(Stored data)
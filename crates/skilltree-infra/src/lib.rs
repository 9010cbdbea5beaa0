//! Infrastructure layer for SkillTree.
//!
//! Contains the SQLite implementation of the repository trait defined in
//! `skilltree-core`, the global config loader, and data directory resolution.

pub mod config;
pub mod sqlite;
use std::fmt;

use thiserror::Error;

/// Which record a `NotFound` error refers to.
#[derive(Debug, Clone, Copy, PartialEq, Eq)]
pub enum NotFoundKind {
    /// The skill addressed by the request.
    Skill,
    /// The parent named by `parent_id` in a create or update.
    Parent,
}

impl fmt::Display for NotFoundKind {
    fn fmt(&self, f: &mut fmt::Formatter<'_>) -> fmt::Result {
        match self {
            NotFoundKind::Skill => write!(f, "skill"),
            NotFoundKind::Parent => write!(f, "parent"),
        }
    }
}

/// Errors surfaced by the hierarchy engine.
///
/// `Validation`, `NotFound` and `Cycle` are deterministic and never retried.
/// `Storage` is retried once at the engine boundary before it is surfaced.
#[derive(Debug, Error)]
pub enum SkillError {
    #[error("invalid skill: {0}")]
    Validation(String),

    #[error("{0} not found")]
    NotFound(NotFoundKind),

    #[error("new parent is this skill's own parent or descendant")]
    Cycle,

    #[error("storage error: {0}")]
    Storage(String),
}

impl SkillError {
    /// Whether the engine may transparently retry the failed operation.
    pub fn is_retryable(&self) -> bool {
        matches!(self, SkillError::Storage(_))
    }
}

/// Errors from repository operations (used by trait definitions in skilltree-core).
#[derive(Debug, Error)]
pub enum RepositoryError {
    #[error("database connection error")]
    Connection,

    #[error("query error: {0}")]
    Query(String),

    #[error("entity not found")]
    NotFound,

    #[error("conflict: {0}")]
    Conflict(String),
}

/// A missing row is the addressed skill; every other store failure is
/// reported as storage.
impl From<RepositoryError> for SkillError {
    fn from(e: RepositoryError) -> Self {
        match e {
            RepositoryError::NotFound => SkillError::NotFound(NotFoundKind::Skill),
            other => SkillError::Storage(other.to_string()),
        }
    }
}

#[cfg(test)]
mod tests {
    use super::*;

    #[test]
    fn test_cycle_error_mentions_parent_or_descendant() {
        let err = SkillError::Cycle;
        assert!(err.to_string().contains("parent or descendant"));
    }

    #[test]
    fn test_not_found_display() {
        assert_eq!(
            SkillError::NotFound(NotFoundKind::Parent).to_string(),
            "parent not found"
        );
        assert_eq!(
            SkillError::NotFound(NotFoundKind::Skill).to_string(),
            "skill not found"
        );
    }

    #[test]
    fn test_only_storage_is_retryable() {
        assert!(SkillError::Storage("disk I/O error".to_string()).is_retryable());
        assert!(!SkillError::Cycle.is_retryable());
        assert!(!SkillError::Validation("x".to_string()).is_retryable());
        assert!(!SkillError::NotFound(NotFoundKind::Skill).is_retryable());
    }

    #[test]
    fn test_repository_error_mapping() {
        assert!(matches!(
            SkillError::from(RepositoryError::NotFound),
            SkillError::NotFound(NotFoundKind::Skill)
        ));
        assert!(matches!(
            SkillError::from(RepositoryError::Connection),
            SkillError::Storage(_)
        ));
    }

    #[test]
    fn test_repository_error_display() {
        let err = RepositoryError::Query("syntax error".to_string());
        assert_eq!(err.to_string(), "query error: syntax error");
    }
}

(WHAT IS EXPECTED) All the records, from start to finish, are to be repeated exactly.

(RESPONSE AREA)
filename crates/skilltree-infra/src/lib.rs
repository 9010cbdbea5beaa0
//! Infrastructure layer for SkillTree.
//!
//! Contains the SQLite implementation of the repository trait defined in
//! `skilltree-core`, the global config loader, and data directory resolution.

pub mod config;
pub mod sqlite;
use std::fmt;

use thiserror::Error;

/// Which record a `NotFound` error refers to.
#[derive(Debug, Clone, Copy, PartialEq, Eq)]
pub enum NotFoundKind {
    /// The skill addressed by the request.
    Skill,
    /// The parent named by `parent_id` in a create or update.
    Parent,
}

impl fmt::Display for NotFoundKind {
    fn fmt(&self, f: &mut fmt::Formatter<'_>) -> fmt::Result {
        match self {
            NotFoundKind::Skill => write!(f, "skill"),
            NotFoundKind::Parent => write!(f, "parent"),
        }
    }
}

/// Errors surfaced by the hierarchy engine.
///
/// `Validation`, `NotFound` and `Cycle` are deterministic and never retried.
/// `Storage` is retried once at the engine boundary before it is surfaced.
#[derive(Debug, Error)]
pub enum SkillError {
    #[error("invalid skill: {0}")]
    Validation(String),

    #[error("{0} not found")]
    NotFound(NotFoundKind),

    #[error("new parent is this skill's own parent or descendant")]
    Cycle,

    #[error("storage error: {0}")]
    Storage(String),
}

impl SkillError {
    /// Whether the engine may transparently retry the failed operation.
    pub fn is_retryable(&self) -> bool {
        matches!(self, SkillError::Storage(_))
    }
}

/// Errors from repository operations (used by trait definitions in skilltree-core).
#[derive(Debug, Error)]
pub enum RepositoryError {
    #[error("database connection error")]
    Connection,

    #[error("query error: {0}")]
    Query(String),

    #[error("entity not found")]
    NotFound,

    #[error("conflict: {0}")]
    Conflict(String),
}

/// A missing row is the addressed skill; every other store failure is
/// reported as storage.
impl From<RepositoryError> for SkillError {
    fn from(e: RepositoryError) -> Self {
        match e {
            RepositoryError::NotFound => SkillError::NotFound(NotFoundKind::Skill),
            other => SkillError::Storage(other.to_string()),
        }
    }
}

#[cfg(test)]
mod tests {
    use super::*;

    #[test]
    fn test_cycle_error_mentions_parent_or_descendant() {
        let err = SkillError::Cycle;
        assert!(err.to_string().contains("parent or descendant"));
    }

    #[test]
    fn test_not_found_display() {
        assert_eq!(
            SkillError::NotFound(NotFoundKind::Parent).to_string(),
            "parent not found"
        );
        assert_eq!(
            SkillError::NotFound(NotFoundKind::Skill).to_string(),
            "skill not found"
        );
    }

    #[test]
    fn test_only_storage_is_retryable() {
        assert!(SkillError::Storage("disk I/O error".to_string()).is_retryable());
        assert!(!SkillError::Cycle.is_retryable());
        assert!(!SkillError::Validation("x".to_string()).is_retryable());
        assert!(!SkillError::NotFound(NotFoundKind::Skill).is_retryable());
    }

    #[test]
    fn test_repository_error_mapping() {
        assert!(matches!(
            SkillError::from(RepositoryError::NotFound),
            SkillError::NotFound(NotFoundKind::Skill)
        ));
        assert!(matches!(
            SkillError::from(RepositoryError::Connection),
            SkillError::Storage(_)
        ));
    }

    #[test]
    fn test_repository_error_display() {
        let err = RepositoryError::Query("syntax error".to_string());
        assert_eq!(err.to_string(), "query error: syntax error");
    }
}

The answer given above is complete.